**INSTRUCTIONS TO FOLLOW**
Search the listing below, and show each line that includes the word "NullFilter".

**RECORDS SHOWN**
______________________________

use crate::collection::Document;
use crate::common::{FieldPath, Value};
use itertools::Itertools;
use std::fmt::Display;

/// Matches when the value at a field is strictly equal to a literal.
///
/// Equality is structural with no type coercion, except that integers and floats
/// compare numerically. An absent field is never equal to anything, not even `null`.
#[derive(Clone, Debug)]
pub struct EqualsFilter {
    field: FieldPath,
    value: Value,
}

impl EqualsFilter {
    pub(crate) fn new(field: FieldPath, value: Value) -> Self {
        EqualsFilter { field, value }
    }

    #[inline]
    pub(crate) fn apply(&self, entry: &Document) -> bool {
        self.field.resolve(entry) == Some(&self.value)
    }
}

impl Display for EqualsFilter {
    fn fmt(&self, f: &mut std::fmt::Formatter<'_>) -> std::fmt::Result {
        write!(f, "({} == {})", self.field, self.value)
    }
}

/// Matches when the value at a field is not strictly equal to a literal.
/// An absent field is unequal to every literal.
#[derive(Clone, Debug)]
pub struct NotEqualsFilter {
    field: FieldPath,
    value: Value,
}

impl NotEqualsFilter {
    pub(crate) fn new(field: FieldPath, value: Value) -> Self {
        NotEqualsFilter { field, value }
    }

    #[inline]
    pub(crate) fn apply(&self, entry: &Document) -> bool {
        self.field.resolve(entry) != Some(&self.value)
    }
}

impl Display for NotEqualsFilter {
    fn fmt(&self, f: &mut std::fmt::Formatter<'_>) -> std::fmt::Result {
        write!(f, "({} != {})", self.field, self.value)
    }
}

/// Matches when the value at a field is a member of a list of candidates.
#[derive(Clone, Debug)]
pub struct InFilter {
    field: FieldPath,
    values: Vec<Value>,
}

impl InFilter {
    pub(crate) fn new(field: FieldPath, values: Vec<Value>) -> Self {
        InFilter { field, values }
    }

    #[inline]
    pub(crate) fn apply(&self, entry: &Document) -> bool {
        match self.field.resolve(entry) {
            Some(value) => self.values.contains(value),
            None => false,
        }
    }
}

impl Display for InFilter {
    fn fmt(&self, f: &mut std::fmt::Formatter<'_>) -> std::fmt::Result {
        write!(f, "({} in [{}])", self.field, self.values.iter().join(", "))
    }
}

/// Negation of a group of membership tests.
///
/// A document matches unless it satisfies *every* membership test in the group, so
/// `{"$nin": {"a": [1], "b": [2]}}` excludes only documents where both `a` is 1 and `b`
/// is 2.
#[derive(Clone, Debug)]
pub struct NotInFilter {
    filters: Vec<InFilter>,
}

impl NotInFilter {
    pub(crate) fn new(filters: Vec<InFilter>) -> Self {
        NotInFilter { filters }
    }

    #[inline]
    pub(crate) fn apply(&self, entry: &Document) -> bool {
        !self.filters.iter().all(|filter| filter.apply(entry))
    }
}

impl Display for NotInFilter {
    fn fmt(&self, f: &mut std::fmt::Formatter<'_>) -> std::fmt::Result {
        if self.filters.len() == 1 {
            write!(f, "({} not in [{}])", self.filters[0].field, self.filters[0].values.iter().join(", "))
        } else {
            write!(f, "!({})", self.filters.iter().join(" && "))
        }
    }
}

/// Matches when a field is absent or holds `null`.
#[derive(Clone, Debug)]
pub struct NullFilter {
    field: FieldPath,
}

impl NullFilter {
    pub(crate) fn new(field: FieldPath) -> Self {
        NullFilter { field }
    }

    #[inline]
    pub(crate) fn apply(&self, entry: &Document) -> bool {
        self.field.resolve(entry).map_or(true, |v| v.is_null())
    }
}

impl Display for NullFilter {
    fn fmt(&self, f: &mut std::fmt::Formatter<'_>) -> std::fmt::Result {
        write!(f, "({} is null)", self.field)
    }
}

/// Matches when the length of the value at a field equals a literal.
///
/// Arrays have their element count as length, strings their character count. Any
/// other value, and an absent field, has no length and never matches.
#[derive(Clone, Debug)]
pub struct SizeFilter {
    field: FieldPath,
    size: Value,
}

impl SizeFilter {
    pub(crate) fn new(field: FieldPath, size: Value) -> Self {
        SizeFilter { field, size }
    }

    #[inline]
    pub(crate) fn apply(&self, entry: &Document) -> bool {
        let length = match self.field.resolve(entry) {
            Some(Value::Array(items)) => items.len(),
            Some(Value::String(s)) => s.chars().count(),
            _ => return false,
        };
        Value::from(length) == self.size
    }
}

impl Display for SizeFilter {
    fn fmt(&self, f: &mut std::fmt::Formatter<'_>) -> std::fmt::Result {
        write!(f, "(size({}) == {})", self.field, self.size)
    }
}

______________________________

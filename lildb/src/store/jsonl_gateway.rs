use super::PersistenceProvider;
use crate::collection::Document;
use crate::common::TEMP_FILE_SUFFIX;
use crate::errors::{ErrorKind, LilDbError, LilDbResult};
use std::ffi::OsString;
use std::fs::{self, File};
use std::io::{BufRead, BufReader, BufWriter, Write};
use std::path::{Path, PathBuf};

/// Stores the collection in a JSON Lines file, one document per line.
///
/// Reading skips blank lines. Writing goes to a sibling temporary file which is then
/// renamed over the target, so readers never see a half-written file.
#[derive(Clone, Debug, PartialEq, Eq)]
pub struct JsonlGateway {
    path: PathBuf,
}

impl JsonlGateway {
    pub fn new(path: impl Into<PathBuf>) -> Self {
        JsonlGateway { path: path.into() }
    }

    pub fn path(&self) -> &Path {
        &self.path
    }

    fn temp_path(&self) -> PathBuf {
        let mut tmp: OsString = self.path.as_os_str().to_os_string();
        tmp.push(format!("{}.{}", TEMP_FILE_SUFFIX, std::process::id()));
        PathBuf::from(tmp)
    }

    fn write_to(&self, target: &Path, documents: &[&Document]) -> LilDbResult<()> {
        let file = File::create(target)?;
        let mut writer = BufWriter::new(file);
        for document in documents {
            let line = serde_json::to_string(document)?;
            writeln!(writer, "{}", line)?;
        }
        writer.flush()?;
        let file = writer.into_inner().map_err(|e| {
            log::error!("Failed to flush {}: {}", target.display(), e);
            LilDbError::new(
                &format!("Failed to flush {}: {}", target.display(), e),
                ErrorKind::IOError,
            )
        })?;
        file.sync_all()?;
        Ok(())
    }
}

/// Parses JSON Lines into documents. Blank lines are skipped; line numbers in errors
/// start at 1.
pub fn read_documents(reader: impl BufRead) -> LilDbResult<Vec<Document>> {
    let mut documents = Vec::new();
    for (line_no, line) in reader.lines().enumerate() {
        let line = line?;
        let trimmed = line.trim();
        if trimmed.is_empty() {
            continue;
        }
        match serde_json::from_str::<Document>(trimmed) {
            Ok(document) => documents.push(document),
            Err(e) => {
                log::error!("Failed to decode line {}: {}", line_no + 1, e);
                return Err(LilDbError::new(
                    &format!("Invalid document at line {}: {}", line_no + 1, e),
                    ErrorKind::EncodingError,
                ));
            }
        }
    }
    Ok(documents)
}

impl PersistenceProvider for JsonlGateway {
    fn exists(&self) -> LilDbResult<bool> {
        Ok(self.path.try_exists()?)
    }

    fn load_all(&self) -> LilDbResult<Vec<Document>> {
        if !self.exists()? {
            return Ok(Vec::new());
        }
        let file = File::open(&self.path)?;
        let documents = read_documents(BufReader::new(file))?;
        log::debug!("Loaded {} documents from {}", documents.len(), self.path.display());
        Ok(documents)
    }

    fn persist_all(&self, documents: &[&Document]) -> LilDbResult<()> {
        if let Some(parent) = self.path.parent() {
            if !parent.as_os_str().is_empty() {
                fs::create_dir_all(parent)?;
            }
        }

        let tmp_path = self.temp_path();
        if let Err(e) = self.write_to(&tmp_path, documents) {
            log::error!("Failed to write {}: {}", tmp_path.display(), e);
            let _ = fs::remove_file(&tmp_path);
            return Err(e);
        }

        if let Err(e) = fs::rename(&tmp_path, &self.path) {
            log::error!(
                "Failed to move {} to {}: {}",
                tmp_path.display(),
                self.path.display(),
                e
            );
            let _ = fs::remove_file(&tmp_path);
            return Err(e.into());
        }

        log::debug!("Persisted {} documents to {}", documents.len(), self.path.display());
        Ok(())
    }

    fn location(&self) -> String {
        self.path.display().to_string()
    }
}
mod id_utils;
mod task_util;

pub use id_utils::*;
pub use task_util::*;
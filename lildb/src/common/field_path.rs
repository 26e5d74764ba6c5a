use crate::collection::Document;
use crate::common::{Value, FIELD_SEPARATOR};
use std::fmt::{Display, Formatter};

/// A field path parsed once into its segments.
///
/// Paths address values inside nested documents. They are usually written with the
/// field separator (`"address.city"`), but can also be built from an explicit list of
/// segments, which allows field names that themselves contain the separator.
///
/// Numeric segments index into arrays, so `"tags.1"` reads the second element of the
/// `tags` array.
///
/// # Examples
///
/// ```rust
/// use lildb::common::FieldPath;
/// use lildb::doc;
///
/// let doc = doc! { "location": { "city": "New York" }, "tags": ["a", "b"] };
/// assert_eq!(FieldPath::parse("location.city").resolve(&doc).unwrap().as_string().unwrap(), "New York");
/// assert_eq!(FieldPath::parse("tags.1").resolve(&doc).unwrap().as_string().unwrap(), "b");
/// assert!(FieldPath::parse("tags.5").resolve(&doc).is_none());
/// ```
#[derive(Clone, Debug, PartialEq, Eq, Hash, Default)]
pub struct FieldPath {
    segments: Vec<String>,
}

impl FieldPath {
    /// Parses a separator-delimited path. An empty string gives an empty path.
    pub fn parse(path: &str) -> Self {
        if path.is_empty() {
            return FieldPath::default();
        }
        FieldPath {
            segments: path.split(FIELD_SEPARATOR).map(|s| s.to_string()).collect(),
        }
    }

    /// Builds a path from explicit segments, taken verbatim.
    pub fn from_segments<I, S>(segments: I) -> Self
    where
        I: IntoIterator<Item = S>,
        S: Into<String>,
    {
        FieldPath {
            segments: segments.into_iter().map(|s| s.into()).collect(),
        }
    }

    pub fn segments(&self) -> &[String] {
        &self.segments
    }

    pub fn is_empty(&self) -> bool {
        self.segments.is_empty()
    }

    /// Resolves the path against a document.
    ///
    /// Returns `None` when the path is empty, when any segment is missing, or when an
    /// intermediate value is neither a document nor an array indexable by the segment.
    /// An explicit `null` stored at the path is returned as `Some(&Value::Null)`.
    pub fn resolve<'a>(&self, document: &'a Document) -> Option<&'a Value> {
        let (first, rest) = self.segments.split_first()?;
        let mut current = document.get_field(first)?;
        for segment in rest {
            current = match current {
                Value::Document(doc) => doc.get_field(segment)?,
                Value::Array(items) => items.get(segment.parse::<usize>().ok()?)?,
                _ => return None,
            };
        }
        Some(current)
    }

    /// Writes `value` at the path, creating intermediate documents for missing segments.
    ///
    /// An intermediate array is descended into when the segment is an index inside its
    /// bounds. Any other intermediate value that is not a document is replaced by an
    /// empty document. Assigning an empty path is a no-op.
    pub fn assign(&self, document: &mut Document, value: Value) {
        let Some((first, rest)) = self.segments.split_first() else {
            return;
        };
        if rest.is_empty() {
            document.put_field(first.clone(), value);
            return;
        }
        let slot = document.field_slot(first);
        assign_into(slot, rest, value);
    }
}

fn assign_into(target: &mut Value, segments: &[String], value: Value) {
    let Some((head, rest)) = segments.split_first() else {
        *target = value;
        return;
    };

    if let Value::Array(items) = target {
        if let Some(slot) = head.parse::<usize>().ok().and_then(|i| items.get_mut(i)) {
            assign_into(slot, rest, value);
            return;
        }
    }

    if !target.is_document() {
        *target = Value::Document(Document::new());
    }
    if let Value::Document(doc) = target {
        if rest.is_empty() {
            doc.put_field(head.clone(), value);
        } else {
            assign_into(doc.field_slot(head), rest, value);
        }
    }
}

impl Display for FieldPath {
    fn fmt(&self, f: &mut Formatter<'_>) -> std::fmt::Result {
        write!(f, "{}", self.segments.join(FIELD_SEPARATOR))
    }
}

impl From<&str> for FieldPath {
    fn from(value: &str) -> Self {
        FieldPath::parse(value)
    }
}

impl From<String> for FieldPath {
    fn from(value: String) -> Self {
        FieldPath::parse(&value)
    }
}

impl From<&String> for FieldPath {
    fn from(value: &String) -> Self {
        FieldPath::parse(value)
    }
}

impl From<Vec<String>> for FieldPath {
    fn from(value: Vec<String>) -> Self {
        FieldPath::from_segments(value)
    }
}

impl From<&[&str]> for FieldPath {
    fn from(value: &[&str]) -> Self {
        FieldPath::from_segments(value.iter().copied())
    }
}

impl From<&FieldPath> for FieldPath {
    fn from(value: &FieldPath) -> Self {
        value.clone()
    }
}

______________________________

**REPLY TO THE EXERCISE**
pub struct NullFilter {
impl NullFilter {
        NullFilter { field }
impl Display for NullFilter {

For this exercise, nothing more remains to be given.